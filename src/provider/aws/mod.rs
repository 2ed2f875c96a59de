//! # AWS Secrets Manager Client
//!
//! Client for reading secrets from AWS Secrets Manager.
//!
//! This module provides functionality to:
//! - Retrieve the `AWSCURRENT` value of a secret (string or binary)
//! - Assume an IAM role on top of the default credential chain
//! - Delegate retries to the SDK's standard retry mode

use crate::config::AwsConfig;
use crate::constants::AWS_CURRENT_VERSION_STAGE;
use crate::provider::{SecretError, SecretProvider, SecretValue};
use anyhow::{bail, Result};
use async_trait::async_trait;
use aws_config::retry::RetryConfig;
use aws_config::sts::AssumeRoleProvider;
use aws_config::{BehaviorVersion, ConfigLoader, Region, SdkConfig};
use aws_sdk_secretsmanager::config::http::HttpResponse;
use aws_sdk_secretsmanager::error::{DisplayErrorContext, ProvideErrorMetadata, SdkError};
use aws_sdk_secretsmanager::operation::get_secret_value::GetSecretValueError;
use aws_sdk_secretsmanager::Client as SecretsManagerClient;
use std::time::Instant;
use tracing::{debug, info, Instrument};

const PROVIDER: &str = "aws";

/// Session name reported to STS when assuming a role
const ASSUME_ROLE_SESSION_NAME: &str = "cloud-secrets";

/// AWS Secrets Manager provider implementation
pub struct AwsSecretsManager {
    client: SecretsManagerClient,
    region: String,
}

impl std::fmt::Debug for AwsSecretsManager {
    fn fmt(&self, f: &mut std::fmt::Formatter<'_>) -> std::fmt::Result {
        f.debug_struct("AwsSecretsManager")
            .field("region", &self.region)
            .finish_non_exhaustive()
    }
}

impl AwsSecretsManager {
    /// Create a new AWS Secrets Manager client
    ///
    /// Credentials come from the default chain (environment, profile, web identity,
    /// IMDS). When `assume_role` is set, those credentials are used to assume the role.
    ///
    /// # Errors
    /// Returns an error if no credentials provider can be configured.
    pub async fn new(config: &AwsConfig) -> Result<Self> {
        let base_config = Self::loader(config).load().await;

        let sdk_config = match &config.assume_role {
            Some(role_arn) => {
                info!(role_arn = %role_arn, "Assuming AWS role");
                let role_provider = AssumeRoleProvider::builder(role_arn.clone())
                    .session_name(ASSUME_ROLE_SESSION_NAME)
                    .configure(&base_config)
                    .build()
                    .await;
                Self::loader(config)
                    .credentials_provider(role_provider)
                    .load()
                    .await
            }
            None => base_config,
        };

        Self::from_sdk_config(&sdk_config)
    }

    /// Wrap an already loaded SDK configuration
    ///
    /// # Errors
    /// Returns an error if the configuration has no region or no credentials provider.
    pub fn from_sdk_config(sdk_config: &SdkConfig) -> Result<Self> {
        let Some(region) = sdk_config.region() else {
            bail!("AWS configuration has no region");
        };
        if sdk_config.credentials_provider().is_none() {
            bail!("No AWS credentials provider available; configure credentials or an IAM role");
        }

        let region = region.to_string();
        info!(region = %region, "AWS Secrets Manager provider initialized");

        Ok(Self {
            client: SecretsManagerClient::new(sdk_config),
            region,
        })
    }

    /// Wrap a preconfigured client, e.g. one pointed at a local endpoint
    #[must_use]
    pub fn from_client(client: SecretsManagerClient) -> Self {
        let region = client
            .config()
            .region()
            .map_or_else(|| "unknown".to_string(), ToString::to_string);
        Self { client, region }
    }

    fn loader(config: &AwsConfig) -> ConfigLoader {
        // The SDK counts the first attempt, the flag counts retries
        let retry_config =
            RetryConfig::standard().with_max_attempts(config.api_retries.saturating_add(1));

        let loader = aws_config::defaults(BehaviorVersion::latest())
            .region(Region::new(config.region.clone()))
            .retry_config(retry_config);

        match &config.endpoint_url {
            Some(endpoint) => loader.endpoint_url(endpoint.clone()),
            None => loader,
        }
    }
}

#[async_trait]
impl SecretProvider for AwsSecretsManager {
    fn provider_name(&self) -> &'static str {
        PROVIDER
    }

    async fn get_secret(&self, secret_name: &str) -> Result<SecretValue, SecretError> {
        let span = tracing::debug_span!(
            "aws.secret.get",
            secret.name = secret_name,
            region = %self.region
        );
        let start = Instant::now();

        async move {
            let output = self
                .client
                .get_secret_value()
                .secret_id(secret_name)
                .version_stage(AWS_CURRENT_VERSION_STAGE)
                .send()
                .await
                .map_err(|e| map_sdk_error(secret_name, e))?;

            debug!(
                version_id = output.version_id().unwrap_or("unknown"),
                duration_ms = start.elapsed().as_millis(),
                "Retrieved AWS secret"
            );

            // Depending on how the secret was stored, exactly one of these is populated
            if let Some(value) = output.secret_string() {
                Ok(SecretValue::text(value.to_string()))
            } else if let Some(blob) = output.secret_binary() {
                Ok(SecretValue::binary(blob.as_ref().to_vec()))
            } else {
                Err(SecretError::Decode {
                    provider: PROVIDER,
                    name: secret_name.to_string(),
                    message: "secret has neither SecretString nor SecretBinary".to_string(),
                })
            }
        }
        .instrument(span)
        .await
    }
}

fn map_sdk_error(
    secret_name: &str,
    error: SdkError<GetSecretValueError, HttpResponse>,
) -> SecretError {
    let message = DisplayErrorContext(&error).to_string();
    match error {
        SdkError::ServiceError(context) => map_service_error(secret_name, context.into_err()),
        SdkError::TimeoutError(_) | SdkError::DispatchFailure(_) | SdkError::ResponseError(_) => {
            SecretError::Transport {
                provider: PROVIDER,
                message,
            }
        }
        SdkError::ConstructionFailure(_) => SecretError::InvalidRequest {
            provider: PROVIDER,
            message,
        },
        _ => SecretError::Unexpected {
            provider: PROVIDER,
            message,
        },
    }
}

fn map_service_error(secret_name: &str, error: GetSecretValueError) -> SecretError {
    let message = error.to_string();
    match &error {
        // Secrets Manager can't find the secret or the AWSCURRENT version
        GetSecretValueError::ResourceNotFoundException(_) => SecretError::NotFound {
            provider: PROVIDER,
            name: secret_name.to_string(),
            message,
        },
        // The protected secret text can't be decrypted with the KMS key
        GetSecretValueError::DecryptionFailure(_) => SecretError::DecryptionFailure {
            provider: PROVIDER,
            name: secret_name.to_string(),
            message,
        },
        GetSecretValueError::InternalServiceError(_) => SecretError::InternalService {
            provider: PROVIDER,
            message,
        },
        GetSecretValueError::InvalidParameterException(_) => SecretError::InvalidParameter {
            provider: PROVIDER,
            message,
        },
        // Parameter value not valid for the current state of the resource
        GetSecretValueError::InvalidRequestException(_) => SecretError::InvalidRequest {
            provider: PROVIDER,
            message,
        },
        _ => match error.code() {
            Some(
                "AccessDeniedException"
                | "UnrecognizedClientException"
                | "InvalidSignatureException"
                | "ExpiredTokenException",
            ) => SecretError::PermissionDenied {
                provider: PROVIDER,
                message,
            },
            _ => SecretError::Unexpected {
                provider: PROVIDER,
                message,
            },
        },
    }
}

----------

| EXERCISE |
The answer must be an exact reproduction of all the records.

| ANSWER FOR THIS EXERCISE |
filename src/provider/aws/mod.rs
repository 2ed2f875c96a59de
//! # AWS Secrets Manager Client
//!
//! Client for reading secrets from AWS Secrets Manager.
//!
//! This module provides functionality to:
//! - Retrieve the `AWSCURRENT` value of a secret (string or binary)
//! - Assume an IAM role on top of the default credential chain
//! - Delegate retries to the SDK's standard retry mode

use crate::config::AwsConfig;
use crate::constants::AWS_CURRENT_VERSION_STAGE;
use crate::provider::{SecretError, SecretProvider, SecretValue};
use anyhow::{bail, Result};
use async_trait::async_trait;
use aws_config::retry::RetryConfig;
use aws_config::sts::AssumeRoleProvider;
use aws_config::{BehaviorVersion, ConfigLoader, Region, SdkConfig};
use aws_sdk_secretsmanager::config::http::HttpResponse;
use aws_sdk_secretsmanager::error::{DisplayErrorContext, ProvideErrorMetadata, SdkError};
use aws_sdk_secretsmanager::operation::get_secret_value::GetSecretValueError;
use aws_sdk_secretsmanager::Client as SecretsManagerClient;
use std::time::Instant;
use tracing::{debug, info, Instrument};

const PROVIDER: &str = "aws";

/// Session name reported to STS when assuming a role
const ASSUME_ROLE_SESSION_NAME: &str = "cloud-secrets";

/// AWS Secrets Manager provider implementation
pub struct AwsSecretsManager {
    client: SecretsManagerClient,
    region: String,
}

impl std::fmt::Debug for AwsSecretsManager {
    fn fmt(&self, f: &mut std::fmt::Formatter<'_>) -> std::fmt::Result {
        f.debug_struct("AwsSecretsManager")
            .field("region", &self.region)
            .finish_non_exhaustive()
    }
}

impl AwsSecretsManager {
    /// Create a new AWS Secrets Manager client
    ///
    /// Credentials come from the default chain (environment, profile, web identity,
    /// IMDS). When `assume_role` is set, those credentials are used to assume the role.
    ///
    /// # Errors
    /// Returns an error if no credentials provider can be configured.
    pub async fn new(config: &AwsConfig) -> Result<Self> {
        let base_config = Self::loader(config).load().await;

        let sdk_config = match &config.assume_role {
            Some(role_arn) => {
                info!(role_arn = %role_arn, "Assuming AWS role");
                let role_provider = AssumeRoleProvider::builder(role_arn.clone())
                    .session_name(ASSUME_ROLE_SESSION_NAME)
                    .configure(&base_config)
                    .build()
                    .await;
                Self::loader(config)
                    .credentials_provider(role_provider)
                    .load()
                    .await
            }
            None => base_config,
        };

        Self::from_sdk_config(&sdk_config)
    }

    /// Wrap an already loaded SDK configuration
    ///
    /// # Errors
    /// Returns an error if the configuration has no region or no credentials provider.
    pub fn from_sdk_config(sdk_config: &SdkConfig) -> Result<Self> {
        let Some(region) = sdk_config.region() else {
            bail!("AWS configuration has no region");
        };
        if sdk_config.credentials_provider().is_none() {
            bail!("No AWS credentials provider available; configure credentials or an IAM role");
        }

        let region = region.to_string();
        info!(region = %region, "AWS Secrets Manager provider initialized");

        Ok(Self {
            client: SecretsManagerClient::new(sdk_config),
            region,
        })
    }

    /// Wrap a preconfigured client, e.g. one pointed at a local endpoint
    #[must_use]
    pub fn from_client(client: SecretsManagerClient) -> Self {
        let region = client
            .config()
            .region()
            .map_or_else(|| "unknown".to_string(), ToString::to_string);
        Self { client, region }
    }

    fn loader(config: &AwsConfig) -> ConfigLoader {
        // The SDK counts the first attempt, the flag counts retries
        let retry_config =
            RetryConfig::standard().with_max_attempts(config.api_retries.saturating_add(1));

        let loader = aws_config::defaults(BehaviorVersion::latest())
            .region(Region::new(config.region.clone()))
            .retry_config(retry_config);

        match &config.endpoint_url {
            Some(endpoint) => loader.endpoint_url(endpoint.clone()),
            None => loader,
        }
    }
}

#[async_trait]
impl SecretProvider for AwsSecretsManager {
    fn provider_name(&self) -> &'static str {
        PROVIDER
    }

    async fn get_secret(&self, secret_name: &str) -> Result<SecretValue, SecretError> {
        let span = tracing::debug_span!(
            "aws.secret.get",
            secret.name = secret_name,
            region = %self.region
        );
        let start = Instant::now();

        async move {
            let output = self
                .client
                .get_secret_value()
                .secret_id(secret_name)
                .version_stage(AWS_CURRENT_VERSION_STAGE)
                .send()
                .await
                .map_err(|e| map_sdk_error(secret_name, e))?;

            debug!(
                version_id = output.version_id().unwrap_or("unknown"),
                duration_ms = start.elapsed().as_millis(),
                "Retrieved AWS secret"
            );

            // Depending on how the secret was stored, exactly one of these is populated
            if let Some(value) = output.secret_string() {
                Ok(SecretValue::text(value.to_string()))
            } else if let Some(blob) = output.secret_binary() {
                Ok(SecretValue::binary(blob.as_ref().to_vec()))
            } else {
                Err(SecretError::Decode {
                    provider: PROVIDER,
                    name: secret_name.to_string(),
                    message: "secret has neither SecretString nor SecretBinary".to_string(),
                })
            }
        }
        .instrument(span)
        .await
    }
}

fn map_sdk_error(
    secret_name: &str,
    error: SdkError<GetSecretValueError, HttpResponse>,
) -> SecretError {
    let message = DisplayErrorContext(&error).to_string();
    match error {
        SdkError::ServiceError(context) => map_service_error(secret_name, context.into_err()),
        SdkError::TimeoutError(_) | SdkError::DispatchFailure(_) | SdkError::ResponseError(_) => {
            SecretError::Transport {
                provider: PROVIDER,
                message,
            }
        }
        SdkError::ConstructionFailure(_) => SecretError::InvalidRequest {
            provider: PROVIDER,
            message,
        },
        _ => SecretError::Unexpected {
            provider: PROVIDER,
            message,
        },
    }
}

fn map_service_error(secret_name: &str, error: GetSecretValueError) -> SecretError {
    let message = error.to_string();
    match &error {
        // Secrets Manager can't find the secret or the AWSCURRENT version
        GetSecretValueError::ResourceNotFoundException(_) => SecretError::NotFound {
            provider: PROVIDER,
            name: secret_name.to_string(),
            message,
        },
        // The protected secret text can't be decrypted with the KMS key
        GetSecretValueError::DecryptionFailure(_) => SecretError::DecryptionFailure {
            provider: PROVIDER,
            name: secret_name.to_string(),
            message,
        },
        GetSecretValueError::InternalServiceError(_) => SecretError::InternalService {
            provider: PROVIDER,
            message,
        },
        GetSecretValueError::InvalidParameterException(_) => SecretError::InvalidParameter {
            provider: PROVIDER,
            message,
        },
        // Parameter value not valid for the current state of the resource
        GetSecretValueError::InvalidRequestException(_) => SecretError::InvalidRequest {
            provider: PROVIDER,
            message,
        },
        _ => match error.code() {
            Some(
                "AccessDeniedException"
                | "UnrecognizedClientException"
                | "InvalidSignatureException"
                | "ExpiredTokenException",
            ) => SecretError::PermissionDenied {
                provider: PROVIDER,
                message,
            },
            _ => SecretError::Unexpected {
                provider: PROVIDER,
                message,
            },
        },
    }
}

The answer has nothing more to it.